Sofás Modernos - Sofás Clásicos
La compra de un sofá, una butaca, o cualquier asiento en general, debe regirse, en primer lugar, por el uso a que estará destinado. Una utilización esporádica permitirá dar prioridad a la estética; por el contrario, si se le va dar un uso frecuente, su grado de robustez y durabilidad serán, además, condiciones necesarias. Ahora bien, el nivel de calidad del mismo debe contar, en todo caso, con unos mínimos aceptables.
El espacio disponible es el que debe marcar sus proporciones.Conocer con exactitud las medidas y proporciones se convierte en una cuestión de primer orden.

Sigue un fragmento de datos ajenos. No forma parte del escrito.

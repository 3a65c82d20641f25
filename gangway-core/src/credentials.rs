//! Temporary role credentials for a selected profile.

use chrono::{DateTime, Utc};
use tokio_util::sync::CancellationToken;

use crate::cancel::racing_cancel;
use crate::discovery::CatalogClient;
use crate::error::Result;

/// Temporary AWS credentials for one account/role pair.
#[derive(Debug, Clone, PartialEq, Eq)]
pub struct RoleCredentials {
    /// Access key identifier.
    pub access_key_id: String,
    /// Secret access key.
    pub secret_access_key: String,
    /// Session token accompanying the key pair.
    pub session_token: String,
    /// Instant the credentials expire.
    pub expiration: DateTime<Utc>,
}

/// Fetch temporary credentials for the given account and role.
pub async fn fetch_role_credentials<C>(
    client: &C,
    access_token: &str,
    account_id: &str,
    role_name: &str,
    cancel: &CancellationToken,
) -> Result<RoleCredentials>
where
    C: CatalogClient + ?Sized,
{
    racing_cancel(
        cancel,
        client.get_role_credentials(access_token, account_id, role_name),
    )
    .await
}

/// Shell export commands for the credentials, one per line.
pub fn format_export_commands(credentials: &RoleCredentials) -> String {
    format!(
        "export AWS_ACCESS_KEY_ID={}\nexport AWS_SECRET_ACCESS_KEY={}\nexport AWS_SESSION_TOKEN={}",
        credentials.access_key_id, credentials.secret_access_key, credentials.session_token
    )
}

/// Shorten a session token for display.
pub fn truncate_session_token(token: &str) -> String {
    if token.len() <= 40 {
        return token.to_string();
    }
    format!("{}...{}", &token[..20], &token[token.len() - 20..])
}
//! SSO profile records and field validation.

use crate::discovery::RoleBinding;
use crate::error::{GangwayError, Result};

/// Valid AWS regions offered for selection.
pub const AWS_REGIONS: &[&str] = &[
    "us-east-1",
    "us-east-2",
    "us-west-1",
    "us-west-2",
    "af-south-1",
    "ap-east-1",
    "ap-south-1",
    "ap-south-2",
    "ap-southeast-1",
    "ap-southeast-2",
    "ap-southeast-3",
    "ap-northeast-1",
    "ap-northeast-2",
    "ap-northeast-3",
    "ca-central-1",
    "eu-central-1",
    "eu-central-2",
    "eu-west-1",
    "eu-west-2",
    "eu-west-3",
    "eu-south-1",
    "eu-south-2",
    "eu-north-1",
    "me-south-1",
    "me-central-1",
    "sa-east-1",
];

/// A persisted, named role binding plus its region.
///
/// Profiles are immutable value records; updating one means replacing the
/// record stored under the same name.
#[derive(Debug, Clone, PartialEq, Eq)]
pub struct SsoProfile {
    /// Profile name, unique within the store.
    pub name: String,
    /// SSO start URL the profile authenticates against.
    pub start_url: String,
    /// Region for both the identity provider and the credentials.
    pub region: String,
    /// Twelve-digit account identifier.
    pub account_id: String,
    /// Human-friendly account alias; may be empty.
    pub account_name: String,
    /// Role assumed within the account.
    pub role_name: String,
}

impl SsoProfile {
    /// Build a profile from a discovered binding and its allocated name.
    pub fn from_binding(start_url: &str, region: &str, binding: &RoleBinding, name: String) -> Self {
        Self {
            name,
            start_url: start_url.to_string(),
            region: region.to_string(),
            account_id: binding.account.account_id.clone(),
            account_name: binding.account.account_name.clone(),
            role_name: binding.role.role_name.clone(),
        }
    }

    /// Formatted line for listings: the name plus its account and role.
    pub fn display_name(&self) -> String {
        if self.account_name.is_empty() {
            format!("{} ({} / {})", self.name, self.account_id, self.role_name)
        } else {
            format!("{} ({} / {})", self.name, self.account_name, self.role_name)
        }
    }

    /// Check every field of the profile.
    pub fn validate(&self) -> Result<()> {
        validate_profile_name(&self.name)?;
        validate_start_url(&self.start_url)?;
        validate_region(&self.region)?;
        validate_account_id(&self.account_id)?;
        validate_role_name(&self.role_name)?;
        Ok(())
    }
}

/// Check that the SSO start URL is a plausible HTTPS URL.
pub fn validate_start_url(url: &str) -> Result<()> {
    let url = url.trim();
    if url.is_empty() {
        return Err(GangwayError::Config("SSO start URL is required".to_string()));
    }
    if !url.starts_with("https://") && !url.starts_with("http://") {
        return Err(GangwayError::Config(
            "SSO start URL must begin with https://".to_string(),
        ));
    }
    Ok(())
}

/// Check that the account ID is a twelve-digit number.
pub fn validate_account_id(id: &str) -> Result<()> {
    let id = id.trim();
    if id.is_empty() {
        return Err(GangwayError::Config("account ID is required".to_string()));
    }
    if id.len() != 12 || !id.bytes().all(|byte| byte.is_ascii_digit()) {
        return Err(GangwayError::Config(
            "account ID must be exactly 12 digits".to_string(),
        ));
    }
    Ok(())
}

/// Check that the role name is non-empty.
pub fn validate_role_name(name: &str) -> Result<()> {
    if name.trim().is_empty() {
        return Err(GangwayError::Config("role name is required".to_string()));
    }
    Ok(())
}

/// Check that the profile name is non-empty and safe for a sectioned store.
pub fn validate_profile_name(name: &str) -> Result<()> {
    let name = name.trim();
    if name.is_empty() {
        return Err(GangwayError::Config("profile name is required".to_string()));
    }
    if name.contains('[') || name.contains(']') {
        return Err(GangwayError::Config(
            "profile name cannot contain '[' or ']'".to_string(),
        ));
    }
    Ok(())
}

/// Check that the region is in the known list.
pub fn validate_region(region: &str) -> Result<()> {
    let region = region.trim();
    if region.is_empty() {
        return Err(GangwayError::Config("region is required".to_string()));
    }
    if !AWS_REGIONS.contains(&region) {
        return Err(GangwayError::Config(format!("unknown AWS region: {region}")));
    }
    Ok(())
}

Las alturas de los respaldos y asientos guardan relación directa con la fisonomía de las personas que los utilizaran; al igual que los fondos; una persona de talla pequeña puede quedar con los pies colgados en un sofá de mucha profundidad, o que no disponga de una buena riñonera. De igual modo, las personas mayores sufrirán un molesto inconveniente en aquellos asientos que se hundan mucho. Es aconsejable, sin duda proporcionarles estructuras más tensas que les faciliten la incorporación.
Por último las tapicerías se escogerán con adecuación a la estructura de la pieza, al tipo de usuario (adulto, niños, animales de compañía etc.) y a la decoración general.